This was my first attempt to show $\Sigma_{G}\subset\Sigma_{I}$, but I don't think that it's right.

Pick an arbitrary open $G\in\Sigma_{G}$. Notice $G=\bigcup_{k}G_{k}$ where $G_{k}=G\bigcap I_{k}$. $I_{k}=[-k,k]\times...\times[-k,k]$ for k=1,2,... Thus $G\in\Sigma_{I}$. Since $\Sigma_{I}$ is a σ-algebra, it contains all intervals. Then $\Sigma_{I}\supset\left\langle\left\{all open sets \right\}\right\rangle=\Sigma_{G}$. Therefore $\Sigma_{G}\subset\Sigma_{I}$

jbunniii
Homework Helper
Gold Member
Pick an arbitrary open $G\in\Sigma_{G}$.

This is already problematic, because an arbitrary set in $\Sigma_{G}$ is not necessarily open.

Notice $G=\bigcup_{k}G_{k}$ where $G_{k}=G\bigcap I_{k}$. $I_{k}=[-k,k]\times...\times[-k,k]$ for k=1,2,... Thus $G\in\Sigma_{I}$.

I assume you are claiming that this follows because $G\bigcap I_{k} \in \Sigma_{I}$. But you haven't demonstrated why this is true.

Since $\Sigma_{I}$ is a σ-algebra, it contains all intervals.
This is true because $\Sigma_{I}$ contains $I$, the set of all intervals, not because $\Sigma_{I}$ is a σ-algebra. There are σ-algebras that don't contain any intervals, for example, the σ-algebra generated by all of the singletons in R^n.

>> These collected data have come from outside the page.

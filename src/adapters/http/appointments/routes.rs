//! Router for the appointment availability endpoints.

use axum::{routing::get, Router};

use crate::adapters::http::AppState;

use super::handlers::{get_appointment_options, get_appointment_specialties};

/// Create the appointment availability router.
///
/// # Routes
/// - `GET /appointmentOptions?date=` - availability per treatment
/// - `GET /appointmentSpecialty` - distinct treatment names
pub fn routes() -> Router<AppState> {
    Router::new()
        .route("/appointmentOptions", get(get_appointment_options))
        .route("/appointmentSpecialty", get(get_appointment_specialties))
}
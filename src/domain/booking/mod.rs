//! Booking records and the conflict-rejection rule.

mod booking;

pub use booking::{duplicate_booking_message, Booking, CreateBookingOutcome, NewBooking};
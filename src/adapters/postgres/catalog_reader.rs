//! PostgreSQL implementation of CatalogReader.
//!
//! Options and their slot labels live in two tables; slots are read in
//! their stored position order so availability preserves the catalog's
//! slot sequence.

use async_trait::async_trait;
use sqlx::PgPool;
use uuid::Uuid;

use crate::domain::foundation::{DomainError, ErrorCode, OptionId};
use crate::domain::scheduling::AppointmentOption;
use crate::ports::CatalogReader;

/// PostgreSQL implementation of the CatalogReader port.
pub struct PostgresCatalogReader {
    pool: PgPool,
}

impl PostgresCatalogReader {
    /// Creates a new reader over the given connection pool.
    pub fn new(pool: PgPool) -> Self {
        Self { pool }
    }
}

#[derive(Debug, sqlx::FromRow)]
struct OptionSlotRow {
    id: Uuid,
    name: String,
    price: f64,
    slot: Option<String>,
}

#[async_trait]
impl CatalogReader for PostgresCatalogReader {
    async fn list_options(&self) -> Result<Vec<AppointmentOption>, DomainError> {
        // LEFT JOIN keeps options that currently have no slots.
        let rows: Vec<OptionSlotRow> = sqlx::query_as(
            r#"
            SELECT o.id, o.name, o.price, s.slot
            FROM appointment_options o
            LEFT JOIN appointment_option_slots s ON s.option_id = o.id
            ORDER BY o.name, s.position
            "#,
        )
        .fetch_all(&self.pool)
        .await
        .map_err(|e| {
            DomainError::new(
                ErrorCode::DatabaseError,
                format!("Failed to read appointment catalog: {}", e),
            )
        })?;

        let mut options: Vec<AppointmentOption> = Vec::new();
        for row in rows {
            let id = OptionId::from_uuid(row.id);
            match options.last_mut() {
                Some(option) if option.id == id => {
                    if let Some(slot) = row.slot {
                        option.slots.push(slot);
                    }
                }
                _ => options.push(AppointmentOption {
                    id,
                    name: row.name,
                    price: row.price,
                    slots: row.slot.into_iter().collect(),
                }),
            }
        }

        Ok(options)
    }
}
//! Doctor catalog commands and queries. All of them are admin-gated.

mod manage_doctors;

pub use manage_doctors::{
    AddDoctorCommand, AddDoctorHandler, ListDoctorsHandler, RemoveDoctorCommand,
    RemoveDoctorHandler,
};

Then $\Sigma_{I}\supset\left\langle\left\{all open sets \right\}\right\rangle=\Sigma_{G}$.

This equality is false. It is true that

$\left\langle\left\{all open sets \right\}\right\rangle \subset \Sigma_{G}$

but the containment is proper/strict.

 Actually that depends on the meaning of the notation $\left\langle\left\{all open sets \right\}\right\rangle$. What does the angle bracket notation mean here? Are you using it as a shorthand to mean "the sigma algebra generated by..."?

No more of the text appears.